New “About A Photograph™” Features Getty Photographer John Moore’s Documenting of the Catastrophic Ebola Virus outbreak In Liberia

Our newest “About A Photograph” short film features the disturbing story behind Getty photographer John Moore’s stark image of Ebola virus victims who await their fate in a clinic waiting room in the Liberia’s capital of Monrovia. Go to:  http://blog.thinktankphoto.com/about-a-photograph/

“It was a horrific scene.  There were people who were healthy and people who were unhealthy all in the same rooms,” said Moore.  In fact, when I went back there were people who had died overnight in the same room with living people.”

Moore continued, “I don’t do these things because they are dangerous, I do them because they are difficult.”

John Moore is a senior staff photographer for Getty Images.  He has been honored four times from World Press Photo for both domestic and international work. The Overseas Press Club awarded him the prestigious Robert Capa Gold Medal for his work in Pakistan and the John Faber Award for his work in the refugee camps in Zaire. Both Pictures of the Year International and the National Press Photographers Association have named him the photographer of the year. He was part of the Associated Press team that won the 2005 Pulitzer Prize for Breaking News Photography for coverage of the war in Iraq and, as a Getty staffer, was a finalist for the 2012 Pulitzer for Breaking News Photography for his coverage of the Arab Spring.

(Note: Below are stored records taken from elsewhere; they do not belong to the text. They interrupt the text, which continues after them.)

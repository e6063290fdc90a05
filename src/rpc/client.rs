use crate::config::RpcConfig;
use crate::errors::{RpcError, RpcResult};
use crate::rpc::calculate_next_backoff;
use serde_json::{json, Value};
use std::time::Duration;
use tokio::time::sleep;
use tracing::{debug, error, warn};

/// Solana JSON-RPC client with per-endpoint retry and ordered failover
///
/// One request is in flight at a time. Each endpoint is tried up to
/// `max_retries` times with exponential backoff between attempts; when an
/// endpoint's retries are exhausted the client moves to the next one. The
/// first valid response short-circuits the remaining endpoints.
pub struct SolanaRpcClient {
    http: reqwest::Client,
    config: RpcConfig,
}

impl SolanaRpcClient {
    /// Create a new RPC client with a bounded per-request timeout
    pub fn new(config: RpcConfig) -> RpcResult<Self> {
        let http = reqwest::Client::builder()
            .timeout(Duration::from_secs(config.timeout_seconds))
            .build()
            .map_err(|e| RpcError::Transport {
                endpoint: String::new(),
                message: format!("Failed to build HTTP client: {}", e),
            })?;

        Ok(Self { http, config })
    }

    pub fn config(&self) -> &RpcConfig {
        &self.config
    }

    /// Send one JSON-RPC call, retrying and failing over per the configured
    /// policy, and return the `result` member of the response.
    ///
    /// A JSON-RPC `error` member is a definitive answer about the request
    /// itself (e.g. invalid params); it is surfaced immediately without
    /// retry or failover.
    pub async fn call(&self, method: &str, params: Value) -> RpcResult<Value> {
        let payload = json!({
            "jsonrpc": "2.0",
            "id": 1,
            "method": method,
            "params": params,
        });

        let mut last_error: Option<RpcError> = None;

        for endpoint in &self.config.endpoints {
            let mut attempts = 0;
            let mut backoff = Duration::from_millis(self.config.initial_backoff_ms);

            while attempts < self.config.max_retries {
                match self.attempt(endpoint, &payload).await {
                    Ok(result) => {
                        if attempts > 0 {
                            debug!(
                                method,
                                endpoint,
                                attempts = attempts + 1,
                                "RPC call succeeded after retries"
                            );
                        }
                        return Ok(result);
                    }
                    Err(e) if !e.is_transient() => {
                        debug!(method, endpoint, error = %e, "definitive RPC error; not retrying");
                        return Err(e);
                    }
                    Err(e) => {
                        attempts += 1;
                        if attempts >= self.config.max_retries {
                            error!(
                                method,
                                endpoint,
                                attempts,
                                error = %e,
                                "endpoint exhausted retries, failing over"
                            );
                            last_error = Some(e);
                            break;
                        }

                        warn!(
                            method,
                            endpoint,
                            attempt = attempts,
                            backoff_ms = backoff.as_millis() as u64,
                            error = %e,
                            "RPC attempt failed, retrying"
                        );
                        sleep(backoff).await;
                        backoff = calculate_next_backoff(
                            backoff,
                            self.config.backoff_multiplier,
                            self.config.max_backoff_seconds,
                        );
                    }
                }
            }
        }

        Err(RpcError::AllEndpointsFailed {
            last_error: last_error
                .map(|e| e.to_string())
                .unwrap_or_else(|| "no endpoints configured".to_string()),
        })
    }

    /// One HTTP POST attempt against one endpoint
    async fn attempt(&self, endpoint: &str, payload: &Value) -> RpcResult<Value> {
        let response = self
            .http
            .post(endpoint)
            .json(payload)
            .send()
            .await
            .map_err(|e| self.classify_reqwest_error(endpoint, e))?;

        let status = response.status();
        if !status.is_success() {
            return Err(RpcError::HttpStatus {
                endpoint: endpoint.to_string(),
                status: status.as_u16(),
            });
        }

        let mut body: Value = response
            .json()
            .await
            .map_err(|e| self.classify_reqwest_error(endpoint, e))?;

        if let Some(error) = body.get("error") {
            if !error.is_null() {
                return Err(RpcError::Rpc {
                    endpoint: endpoint.to_string(),
                    code: error.get("code").and_then(Value::as_i64).unwrap_or(0),
                    message: error
                        .get("message")
                        .and_then(Value::as_str)
                        .unwrap_or("unknown error")
                        .to_string(),
                });
            }
        }

        match body.get_mut("result") {
            Some(result) => Ok(result.take()),
            None => Err(RpcError::MalformedResponse {
                endpoint: endpoint.to_string(),
                message: "response has neither result nor error".to_string(),
            }),
        }
    }

    fn classify_reqwest_error(&self, endpoint: &str, error: reqwest::Error) -> RpcError {
        if error.is_timeout() {
            RpcError::Timeout {
                endpoint: endpoint.to_string(),
                timeout_seconds: self.config.timeout_seconds,
            }
        } else if error.is_decode() {
            RpcError::MalformedResponse {
                endpoint: endpoint.to_string(),
                message: error.to_string(),
            }
        } else {
            RpcError::Transport {
                endpoint: endpoint.to_string(),
                message: error.to_string(),
            }
        }
    }
}
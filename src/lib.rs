//! # edrelay
//!
//! Message relay broker between one text editor and its helper tools.
//!
//! An editor session runs exactly one broker. The editor spawns it and
//! talks to it over the broker's stdio; helper tools (git UI, LSP
//! bridge, pty bridge) connect over TCP loopback, each on its own
//! short-lived connection. The broker multiplexes all of them on a
//! single thread with one `poll(2)` wait per iteration: helper requests
//! are forwarded to the editor tagged with the originating connection's
//! identity, and editor replies, addressed by that same identity, are
//! routed back to the matching helper.
//!
//! ## Wire format
//!
//! A message is `field_0 FS field_1 FS ... field_n RS` with FS = 0x1F
//! and RS = 0x1E. There is no escaping: payload fields must not contain
//! either reserved byte. The concrete field layout is:
//!
//! - helper → broker: `command FS args...`
//! - broker → editor: `identity FS command FS args...`
//! - editor → broker: `identity FS response_tag FS payload...`
//! - broker → helper: `response_tag FS payload...`
//!
//! At startup the broker announces its listener port to the editor as
//! `"" FS "port" FS <port>`; the editor exports it to helper processes
//! through the [`config::PORT_ENV`] environment variable.
//!
//! ## Modes
//!
//! - **Server mode** ([`Broker`]): owns the listener and the editor
//!   connection; runs until the editor goes away.
//! - **Client mode** ([`RelayClient`]): one outbound connection, one
//!   blocking request at a time; loss of the connection is fatal.

pub mod broker;
pub mod client;
pub mod config;
pub mod connection;
pub mod error;
pub mod poller;
pub mod protocol;

pub use broker::Broker;
pub use client::RelayClient;
pub use connection::Connection;
pub use error::{RelayError, Result};
pub use protocol::Message;
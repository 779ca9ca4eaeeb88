//! Parsed message with typed accessors.
//!
//! Fields are owned `bytes::Bytes` slices of the record they were decoded
//! from, so a message stays valid however the receive buffer is grown or
//! drained afterwards.

use bytes::Bytes;

/// One decoded protocol message: an ordered list of opaque byte fields.
///
/// By convention field 0 is a command name or response tag; what follows
/// depends on the direction (see the crate documentation for the field
/// layout). A decoded message always has at least one field, but fields
/// may be empty.
#[derive(Debug, Clone, PartialEq, Eq)]
pub struct Message {
    fields: Vec<Bytes>,
}

impl Message {
    /// Create a message from already-split fields.
    pub(crate) fn new(fields: Vec<Bytes>) -> Self {
        Self { fields }
    }

    /// Build a message by copying the given fields.
    pub fn from_fields<B: AsRef<[u8]>>(fields: &[B]) -> Self {
        Self {
            fields: fields
                .iter()
                .map(|f| Bytes::copy_from_slice(f.as_ref()))
                .collect(),
        }
    }

    /// Number of fields.
    #[inline]
    pub fn len(&self) -> usize {
        self.fields.len()
    }

    /// Whether the message has no fields at all.
    #[inline]
    pub fn is_empty(&self) -> bool {
        self.fields.is_empty()
    }

    /// The first field, conventionally the command or response tag.
    #[inline]
    pub fn first(&self) -> Option<&[u8]> {
        self.field(0)
    }

    /// Field at the given index as raw bytes.
    #[inline]
    pub fn field(&self, index: usize) -> Option<&[u8]> {
        self.fields.get(index).map(|f| &f[..])
    }

    /// Field at the given index as UTF-8 text, if it is valid UTF-8.
    pub fn field_str(&self, index: usize) -> Option<&str> {
        self.field(index).and_then(|f| std::str::from_utf8(f).ok())
    }

    /// All fields.
    #[inline]
    pub fn fields(&self) -> &[Bytes] {
        &self.fields
    }

    /// Consume the message, yielding its fields.
    pub fn into_fields(self) -> Vec<Bytes> {
        self.fields
    }
}

#[cfg(test)]
mod tests {
    use super::*;

    #[test]
    fn test_accessors() {
        let msg = Message::from_fields(&["done", "3"]);
        assert_eq!(msg.len(), 2);
        assert!(!msg.is_empty());
        assert_eq!(msg.first(), Some(&b"done"[..]));
        assert_eq!(msg.field(1), Some(&b"3"[..]));
        assert_eq!(msg.field(2), None);
    }

    #[test]
    fn test_field_str() {
        let msg = Message::new(vec![
            Bytes::from_static(b"port"),
            Bytes::from_static(&[0xff, 0xfe]),
        ]);
        assert_eq!(msg.field_str(0), Some("port"));
        assert_eq!(msg.field_str(1), None);
        assert_eq!(msg.field_str(9), None);
    }

    #[test]
    fn test_into_fields_preserves_order() {
        let msg = Message::from_fields(&["a", "", "c"]);
        let fields = msg.into_fields();
        assert_eq!(fields.len(), 3);
        assert_eq!(&fields[0][..], b"a");
        assert_eq!(&fields[1][..], b"");
        assert_eq!(&fields[2][..], b"c");
    }
}
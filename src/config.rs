//! Session configuration: locating the broker.
//!
//! One environment variable communicates the broker's listener port to
//! every participant of an editor session. The editor learns the port
//! from the broker's startup announcement and exports it to the helper
//! processes it spawns; helpers read it back here. A missing or invalid
//! value is a fatal configuration error, since there is nothing sensible
//! a helper can do without its broker.

use std::env;

use crate::error::{RelayError, Result};

/// Environment variable holding the broker's TCP port.
pub const PORT_ENV: &str = "EDRELAY_PORT";

/// Read and validate the broker port from the environment.
pub fn port_from_env() -> Result<u16> {
    match env::var(PORT_ENV) {
        Ok(value) => value
            .parse()
            .map_err(|_| RelayError::PortInvalid(PORT_ENV, value)),
        Err(env::VarError::NotPresent) => Err(RelayError::PortUnset(PORT_ENV)),
        Err(env::VarError::NotUnicode(value)) => Err(RelayError::PortInvalid(
            PORT_ENV,
            value.to_string_lossy().into_owned(),
        )),
    }
}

Moore joined Getty Images in 2005 based in Islamabad, Pakistan until July 2008. During that time he worked throughout South Asia, Africa and the Middle East, and particularly in Pakistan, where he courageously captured the assassination of Benazir Bhutto. After graduating from the University of Texas at Austin in 1990, Moore joined the Associated Press, first based in Nicaragua, then India, South Africa, Mexico and Egypt. He has photographed in more than 75 countries on five continents.